[Work to be completed]
Only the lines containing "feature" should appear in the answer, copied from the listing below.

*** Data for review

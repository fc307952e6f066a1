#![allow(dead_code)]

use anyhow::{Result, anyhow};
use async_trait::async_trait;
use dbag::collection::{CollectOptions, MetricManager};
use dbag::datamodel::Metric;
use dbag::metric_types::{MetricType, MetricTypeRegistry, register_builtin_types};
use dbag::storage::{StorageInstance, storage_factory::create_storage_from_connection_string};
use std::sync::Arc;
use std::sync::atomic::{AtomicI64, Ordering};
use std::time::Duration;

pub mod http;

/// Isolated test database.
///
/// Uses a fresh in-memory SQLite database unless `TEST_DATABASE_URL` points
/// to another database. In that case the tables are emptied first, so run
/// those tests with `--test-threads=1`.
pub struct TestDb {
    pub storage: Arc<dyn StorageInstance>,
    pub connection_string: String,
}

impl TestDb {
    pub async fn new() -> Result<Self> {
        let connection_string =
            std::env::var("TEST_DATABASE_URL").unwrap_or_else(|_| "sqlite::memory:".to_string());

        let storage = create_storage_from_connection_string(&connection_string).await?;
        storage.create_or_migrate().await?;

        if !connection_string.contains(":memory:") {
            Self::truncate(&connection_string).await?;
        }

        Ok(Self {
            storage,
            connection_string,
        })
    }

    async fn truncate(connection_string: &str) -> Result<()> {
        #[cfg(feature = "postgres")]
        if connection_string.starts_with("postgres") {
            let pool = sqlx::PgPool::connect(connection_string).await?;
            sqlx::query(
                "TRUNCATE TABLE datum_samples, dashboard_panels, dashboards, metrics RESTART IDENTITY CASCADE",
            )
            .execute(&pool)
            .await?;
            return Ok(());
        }

        #[cfg(feature = "sqlite")]
        if connection_string.starts_with("sqlite") {
            let pool = sqlx::SqlitePool::connect(connection_string).await?;
            for table in ["datum_samples", "dashboard_panels", "dashboards", "metrics"] {
                sqlx::query(&format!("DELETE FROM {}", table))
                    .execute(&pool)
                    .await?;
            }
            return Ok(());
        }

        Err(anyhow!("Cannot empty test database {}", connection_string))
    }

    pub fn storage(&self) -> Arc<dyn StorageInstance> {
        self.storage.clone()
    }

    /// Manager with the built-in metric types and the test ones.
    pub fn manager(&self) -> MetricManager {
        self.manager_with_options(CollectOptions::default())
    }

    pub fn manager_with_options(&self, options: CollectOptions) -> MetricManager {
        MetricManager::new(Arc::new(self.registry()), self.storage()).with_options(options)
    }

    pub fn registry(&self) -> MetricTypeRegistry {
        let mut registry = MetricTypeRegistry::new();
        register_builtin_types(&mut registry, self.storage());
        registry.register("fixed", Fixed(42));
        registry.register("failing", Failing);
        registry.register("slow", Slow(Duration::from_secs(5)));
        registry
    }
}

/// Always samples the same value.
#[derive(Debug)]
pub struct Fixed(pub i64);

#[async_trait]
impl MetricType for Fixed {
    fn description(&self) -> &str {
        "Fixed test value"
    }

    async fn gather_data_sample(&self, _metric: &Metric) -> Result<i64> {
        Ok(self.0)
    }
}

#[derive(Debug)]
pub struct Failing;

#[async_trait]
impl MetricType for Failing {
    fn description(&self) -> &str {
        "Always fails"
    }

    async fn gather_data_sample(&self, metric: &Metric) -> Result<i64> {
        Err(anyhow!("source unavailable for {}", metric.slug))
    }
}

/// Sleeps before answering, to exercise the collection timeout.
#[derive(Debug)]
pub struct Slow(pub Duration);

#[async_trait]
impl MetricType for Slow {
    fn description(&self) -> &str {
        "Answers slowly"
    }

    async fn gather_data_sample(&self, _metric: &Metric) -> Result<i64> {
        tokio::time::sleep(self.0).await;
        Ok(1)
    }
}

/// Returns 1, 2, 3, ... across calls.
#[derive(Debug, Default)]
pub struct Counting(pub Arc<AtomicI64>);

#[async_trait]
impl MetricType for Counting {
    fn description(&self) -> &str {
        "Counts its calls"
    }

    async fn gather_data_sample(&self, _metric: &Metric) -> Result<i64> {
        Ok(self.0.fetch_add(1, Ordering::SeqCst) + 1)
    }
}
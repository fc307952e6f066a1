use super::{MetricError, MetricType};
use std::collections::BTreeMap;
use std::sync::Arc;
use tracing::debug;

/// Maps metric type labels to their implementation.
///
/// Built at startup with `&mut` access, then shared behind an `Arc`.
/// Registering an existing label replaces the previous metric type.
#[derive(Debug, Default, Clone)]
pub struct MetricTypeRegistry {
    metric_types: BTreeMap<String, Arc<dyn MetricType>>,
}

impl MetricTypeRegistry {
    pub fn new() -> Self {
        Self::default()
    }

    pub fn register<T: MetricType + 'static>(&mut self, label: impl Into<String>, metric_type: T) {
        self.register_arc(label, Arc::new(metric_type));
    }

    pub fn register_arc(&mut self, label: impl Into<String>, metric_type: Arc<dyn MetricType>) {
        let label = label.into();
        debug!("Registering metric type {}", label);
        self.metric_types.insert(label, metric_type);
    }

    pub fn unregister(&mut self, label: &str) -> Result<Arc<dyn MetricType>, MetricError> {
        self.metric_types
            .remove(label)
            .ok_or_else(|| MetricError::metric_type_not_found(label))
    }

    pub fn resolve(&self, label: &str) -> Option<Arc<dyn MetricType>> {
        self.metric_types.get(label).cloned()
    }

    pub fn contains(&self, label: &str) -> bool {
        self.metric_types.contains_key(label)
    }

    /// Snapshot of every registered metric type, by label.
    pub fn list_registered(&self) -> BTreeMap<String, Arc<dyn MetricType>> {
        self.metric_types.clone()
    }

    /// Registered labels, sorted.
    pub fn labels(&self) -> Vec<String> {
        self.metric_types.keys().cloned().collect()
    }

    pub fn len(&self) -> usize {
        self.metric_types.len()
    }

    pub fn is_empty(&self) -> bool {
        self.metric_types.is_empty()
    }
}

#[cfg(test)]
mod tests {
    use super::*;
    use crate::datamodel::Metric;
    use anyhow::Result;
    use async_trait::async_trait;

    #[derive(Debug)]
    struct Fixed(i64);

    #[async_trait]
    impl MetricType for Fixed {
        fn description(&self) -> &str {
            "fixed value"
        }

        async fn gather_data_sample(&self, _metric: &Metric) -> Result<i64> {
            Ok(self.0)
        }
    }

    fn metric() -> Metric {
        Metric {
            id: 1,
            metric_type_label: "fixed".to_string(),
            metric_properties: Default::default(),
            slug: "fixed".to_string(),
            label: "Fixed".to_string(),
            description: None,
            unit_label: String::new(),
            unit_label_plural: String::new(),
            do_collect: true,
        }
    }

    #[tokio::test]
    async fn test_register_and_resolve() {
        let mut registry = MetricTypeRegistry::new();
        registry.register("one", Fixed(1));
        registry.register("two", Fixed(2));

        let one = registry.resolve("one").unwrap();
        assert_eq!(one.gather_data_sample(&metric()).await.unwrap(), 1);
        let two = registry.resolve("two").unwrap();
        assert_eq!(two.gather_data_sample(&metric()).await.unwrap(), 2);
        assert!(registry.resolve("three").is_none());
    }

    #[tokio::test]
    async fn test_last_registration_wins() {
        let mut registry = MetricTypeRegistry::new();
        registry.register("fixed", Fixed(1));
        registry.register("fixed", Fixed(7));

        assert_eq!(registry.len(), 1);
        let fixed = registry.resolve("fixed").unwrap();
        assert_eq!(fixed.gather_data_sample(&metric()).await.unwrap(), 7);
    }

    #[test]
    fn test_unregister() {
        let mut registry = MetricTypeRegistry::new();
        registry.register("fixed", Fixed(1));

        assert!(registry.unregister("fixed").is_ok());
        assert!(registry.resolve("fixed").is_none());
        assert!(registry.is_empty());

        let err = registry.unregister("fixed").unwrap_err();
        assert!(matches!(err, MetricError::MetricTypeNotFound { ref label } if label == "fixed"));
    }

    #[test]
    fn test_list_registered_is_a_snapshot() {
        let mut registry = MetricTypeRegistry::new();
        registry.register("b", Fixed(2));
        registry.register("a", Fixed(1));

        let snapshot = registry.list_registered();
        registry.register("c", Fixed(3));

        assert_eq!(snapshot.keys().collect::<Vec<_>>(), vec!["a", "b"]);
        assert_eq!(registry.labels(), vec!["a", "b", "c"]);
        assert!(registry.contains("c"));
    }

    #[test]
    fn test_registries_are_independent() {
        let mut first = MetricTypeRegistry::new();
        let second = MetricTypeRegistry::new();
        first.register("fixed", Fixed(1));

        assert!(first.contains("fixed"));
        assert!(!second.contains("fixed"));
    }
}
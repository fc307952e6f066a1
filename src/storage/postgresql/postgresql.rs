use crate::datamodel::{
    Dashboard, DashboardPanel, DatumSample, DbagDateTime, DbagDateTimeExt, Metric, MetricDisplay,
    NewDashboard, NewMetric, PanelMetric, PanelOptions,
};
use crate::storage::common::{
    DEFAULT_SAMPLES_LIMIT, DashboardPanelRow, DashboardRow, DatumSampleRow, MetricRow,
    PanelMetricRow, metrics_from_rows, properties_to_json,
};
use crate::storage::{StorageError, StorageInstance};
use anyhow::{Context, Result};
use async_trait::async_trait;
use sqlx::PgPool;
use sqlx::postgres::PgConnectOptions;
use std::str::FromStr;

// PostgreSQL implementation
#[derive(Debug)]
pub struct PostgresStorage {
    pool: PgPool,
}

impl PostgresStorage {
    pub async fn connect(connection_string: &str) -> Result<Self> {
        let connect_options = PgConnectOptions::from_str(connection_string)
            .context("Failed to create postgres connection options")?;

        let pool = PgPool::connect_with(connect_options)
            .await
            .context("Failed to create postgres pool")?;

        Ok(Self { pool })
    }
}

#[async_trait]
impl StorageInstance for PostgresStorage {
    async fn create_or_migrate(&self) -> Result<()> {
        sqlx::migrate!("src/storage/postgresql/migrations")
            .run(&self.pool)
            .await
            .context("Failed to migrate database")?;

        Ok(())
    }

    async fn health_check(&self) -> Result<()> {
        sqlx::query("SELECT 1")
            .execute(&self.pool)
            .await
            .context("PostgreSQL health check failed")?;
        Ok(())
    }

    async fn query_scalar(&self, sql: &str) -> Result<i64> {
        let value: i64 = sqlx::query_scalar(sql)
            .fetch_one(&self.pool)
            .await
            .with_context(|| format!("Failed to run scalar query '{}'", sql))?;
        Ok(value)
    }

    async fn insert_metric(&self, metric: &NewMetric) -> Result<Metric> {
        let slug = metric.resolved_slug();
        let properties = properties_to_json(&metric.metric_properties)?;

        let row: MetricRow = sqlx::query_as(
            r#"
            INSERT INTO metrics (
                metric_type_label, metric_properties, slug, label, description,
                unit_label, unit_label_plural, do_collect
            )
            VALUES ($1, $2, $3, $4, $5, $6, $7, $8)
            RETURNING id, metric_type_label, metric_properties, slug, label, description,
                unit_label, unit_label_plural, do_collect
            "#,
        )
        .bind(&metric.metric_type_label)
        .bind(properties)
        .bind(&slug)
        .bind(&metric.label)
        .bind(&metric.description)
        .bind(&metric.unit_label)
        .bind(&metric.unit_label_plural)
        .bind(metric.do_collect)
        .fetch_one(&self.pool)
        .await
        .map_err(|e| {
            StorageError::from_write_error(e, || format!("metric slug '{}' already exists", slug))
        })?;

        Ok(Metric::try_from(row)?)
    }

    async fn get_metric(&self, metric_id: i64) -> Result<Option<Metric>> {
        let row: Option<MetricRow> = sqlx::query_as(
            r#"
            SELECT id, metric_type_label, metric_properties, slug, label, description,
                unit_label, unit_label_plural, do_collect
            FROM metrics
            WHERE id = $1
            "#,
        )
        .bind(metric_id)
        .fetch_optional(&self.pool)
        .await?;

        Ok(row.map(Metric::try_from).transpose()?)
    }

    async fn get_metric_by_slug(&self, slug: &str) -> Result<Option<Metric>> {
        let row: Option<MetricRow> = sqlx::query_as(
            r#"
            SELECT id, metric_type_label, metric_properties, slug, label, description,
                unit_label, unit_label_plural, do_collect
            FROM metrics
            WHERE slug = $1
            "#,
        )
        .bind(slug)
        .fetch_optional(&self.pool)
        .await?;

        Ok(row.map(Metric::try_from).transpose()?)
    }

    async fn list_metrics(&self) -> Result<Vec<Metric>> {
        let rows: Vec<MetricRow> = sqlx::query_as(
            r#"
            SELECT id, metric_type_label, metric_properties, slug, label, description,
                unit_label, unit_label_plural, do_collect
            FROM metrics
            ORDER BY id ASC
            "#,
        )
        .fetch_all(&self.pool)
        .await?;

        metrics_from_rows(rows)
    }

    async fn list_collectible_metrics(&self) -> Result<Vec<Metric>> {
        let rows: Vec<MetricRow> = sqlx::query_as(
            r#"
            SELECT id, metric_type_label, metric_properties, slug, label, description,
                unit_label, unit_label_plural, do_collect
            FROM metrics
            WHERE do_collect = TRUE
            ORDER BY id ASC
            "#,
        )
        .fetch_all(&self.pool)
        .await?;

        metrics_from_rows(rows)
    }

    async fn set_metric_do_collect(&self, metric_id: i64, do_collect: bool) -> Result<()> {
        let result = sqlx::query("UPDATE metrics SET do_collect = $1 WHERE id = $2")
            .bind(do_collect)
            .bind(metric_id)
            .execute(&self.pool)
            .await?;

        if result.rows_affected() == 0 {
            return Err(StorageError::MetricNotFound {
                key: format!("id {}", metric_id),
            }
            .into());
        }
        Ok(())
    }

    async fn update_metric_display(&self, metric_id: i64, display: &MetricDisplay) -> Result<()> {
        let result = sqlx::query(
            r#"
            UPDATE metrics
            SET label = $1, description = $2, unit_label = $3, unit_label_plural = $4
            WHERE id = $5
            "#,
        )
        .bind(&display.label)
        .bind(&display.description)
        .bind(&display.unit_label)
        .bind(&display.unit_label_plural)
        .bind(metric_id)
        .execute(&self.pool)
        .await?;

        if result.rows_affected() == 0 {
            return Err(StorageError::MetricNotFound {
                key: format!("id {}", metric_id),
            }
            .into());
        }
        Ok(())
    }

    async fn delete_metric(&self, metric_id: i64) -> Result<()> {
        let result = sqlx::query("DELETE FROM metrics WHERE id = $1")
            .bind(metric_id)
            .execute(&self.pool)
            .await?;

        if result.rows_affected() == 0 {
            return Err(StorageError::MetricNotFound {
                key: format!("id {}", metric_id),
            }
            .into());
        }
        Ok(())
    }

    async fn insert_sample(
        &self,
        metric_id: i64,
        utc_timestamp: DbagDateTime,
        value: i64,
    ) -> Result<DatumSample> {
        let row: DatumSampleRow = sqlx::query_as(
            r#"
            INSERT INTO datum_samples (metric_id, utc_timestamp, value)
            VALUES ($1, $2, $3)
            RETURNING id, metric_id, utc_timestamp, value
            "#,
        )
        .bind(metric_id)
        .bind(utc_timestamp.to_unix_microseconds_i64())
        .bind(value)
        .fetch_one(&self.pool)
        .await
        .with_context(|| format!("Failed to insert sample for metric id {}", metric_id))?;

        Ok(row.into())
    }

    async fn latest_sample(&self, metric_id: i64) -> Result<Option<DatumSample>> {
        let row: Option<DatumSampleRow> = sqlx::query_as(
            r#"
            SELECT id, metric_id, utc_timestamp, value
            FROM datum_samples
            WHERE metric_id = $1
            ORDER BY utc_timestamp DESC, id DESC
            LIMIT 1
            "#,
        )
        .bind(metric_id)
        .fetch_optional(&self.pool)
        .await?;

        Ok(row.map(DatumSample::from))
    }

    async fn list_samples(
        &self,
        metric_id: i64,
        limit: Option<usize>,
    ) -> Result<Vec<DatumSample>> {
        let limit = limit.unwrap_or(DEFAULT_SAMPLES_LIMIT) as i64;
        let rows: Vec<DatumSampleRow> = sqlx::query_as(
            r#"
            SELECT id, metric_id, utc_timestamp, value
            FROM datum_samples
            WHERE metric_id = $1
            ORDER BY utc_timestamp DESC, id DESC
            LIMIT $2
            "#,
        )
        .bind(metric_id)
        .bind(limit)
        .fetch_all(&self.pool)
        .await?;

        Ok(rows.into_iter().map(DatumSample::from).collect())
    }

    async fn count_samples(&self, metric_id: i64) -> Result<i64> {
        let count: i64 = sqlx::query_scalar("SELECT COUNT(*) FROM datum_samples WHERE metric_id = $1")
            .bind(metric_id)
            .fetch_one(&self.pool)
            .await?;
        Ok(count)
    }

    async fn insert_dashboard(&self, dashboard: &NewDashboard) -> Result<Dashboard> {
        let slug = dashboard.resolved_slug();
        let row: DashboardRow = sqlx::query_as(
            r#"
            INSERT INTO dashboards (slug, label, description)
            VALUES ($1, $2, $3)
            RETURNING id, slug, label, description
            "#,
        )
        .bind(&slug)
        .bind(&dashboard.label)
        .bind(&dashboard.description)
        .fetch_one(&self.pool)
        .await
        .map_err(|e| {
            StorageError::from_write_error(e, || {
                format!("dashboard slug '{}' already exists", slug)
            })
        })?;

        Ok(row.into())
    }

    async fn get_dashboard_by_slug(&self, slug: &str) -> Result<Option<Dashboard>> {
        let row: Option<DashboardRow> =
            sqlx::query_as("SELECT id, slug, label, description FROM dashboards WHERE slug = $1")
                .bind(slug)
                .fetch_optional(&self.pool)
                .await?;

        Ok(row.map(Dashboard::from))
    }

    async fn list_dashboards(&self) -> Result<Vec<Dashboard>> {
        let rows: Vec<DashboardRow> =
            sqlx::query_as("SELECT id, slug, label, description FROM dashboards ORDER BY id ASC")
                .fetch_all(&self.pool)
                .await?;

        Ok(rows.into_iter().map(Dashboard::from).collect())
    }

    async fn delete_dashboard(&self, dashboard_id: i64) -> Result<()> {
        let result = sqlx::query("DELETE FROM dashboards WHERE id = $1")
            .bind(dashboard_id)
            .execute(&self.pool)
            .await?;

        if result.rows_affected() == 0 {
            return Err(StorageError::DashboardNotFound {
                key: format!("id {}", dashboard_id),
            }
            .into());
        }
        Ok(())
    }

    async fn attach_metric(
        &self,
        dashboard_id: i64,
        metric_id: i64,
        options: PanelOptions,
    ) -> Result<DashboardPanel> {
        let row: DashboardPanelRow = sqlx::query_as(
            r#"
            INSERT INTO dashboard_panels (metric_id, dashboard_id, do_display, show_sparkline)
            VALUES ($1, $2, $3, $4)
            RETURNING id, metric_id, dashboard_id, do_display, show_sparkline
            "#,
        )
        .bind(metric_id)
        .bind(dashboard_id)
        .bind(options.do_display)
        .bind(options.show_sparkline)
        .fetch_one(&self.pool)
        .await
        .map_err(|e| {
            StorageError::from_write_error(e, || {
                format!(
                    "metric {} is already on dashboard {}",
                    metric_id, dashboard_id
                )
            })
        })?;

        Ok(row.into())
    }

    async fn update_panel(
        &self,
        dashboard_id: i64,
        metric_id: i64,
        options: PanelOptions,
    ) -> Result<DashboardPanel> {
        let row: Option<DashboardPanelRow> = sqlx::query_as(
            r#"
            UPDATE dashboard_panels
            SET do_display = $1, show_sparkline = $2
            WHERE dashboard_id = $3 AND metric_id = $4
            RETURNING id, metric_id, dashboard_id, do_display, show_sparkline
            "#,
        )
        .bind(options.do_display)
        .bind(options.show_sparkline)
        .bind(dashboard_id)
        .bind(metric_id)
        .fetch_optional(&self.pool)
        .await?;

        row.map(DashboardPanel::from).ok_or_else(|| {
            StorageError::PanelNotFound {
                metric_id,
                dashboard_id,
            }
            .into()
        })
    }

    async fn detach_metric(&self, dashboard_id: i64, metric_id: i64) -> Result<()> {
        let result =
            sqlx::query("DELETE FROM dashboard_panels WHERE dashboard_id = $1 AND metric_id = $2")
                .bind(dashboard_id)
                .bind(metric_id)
                .execute(&self.pool)
                .await?;

        if result.rows_affected() == 0 {
            return Err(StorageError::PanelNotFound {
                metric_id,
                dashboard_id,
            }
            .into());
        }
        Ok(())
    }

    async fn list_panels(&self, dashboard_id: i64) -> Result<Vec<PanelMetric>> {
        let rows: Vec<PanelMetricRow> = sqlx::query_as(
            r#"
            SELECT
                p.id AS panel_id,
                p.dashboard_id AS panel_dashboard_id,
                p.do_display AS panel_do_display,
                p.show_sparkline AS panel_show_sparkline,
                m.id AS id,
                m.metric_type_label AS metric_type_label,
                m.metric_properties AS metric_properties,
                m.slug AS slug,
                m.label AS label,
                m.description AS description,
                m.unit_label AS unit_label,
                m.unit_label_plural AS unit_label_plural,
                m.do_collect AS do_collect
            FROM dashboard_panels p
            JOIN metrics m ON m.id = p.metric_id
            WHERE p.dashboard_id = $1
            ORDER BY p.id ASC
            "#,
        )
        .bind(dashboard_id)
        .fetch_all(&self.pool)
        .await?;

        rows.into_iter()
            .map(|row| PanelMetric::try_from(row).map_err(anyhow::Error::from))
            .collect()
    }
}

******

[Task answer]
        #[cfg(feature = "postgres")]
        #[cfg(feature = "sqlite")]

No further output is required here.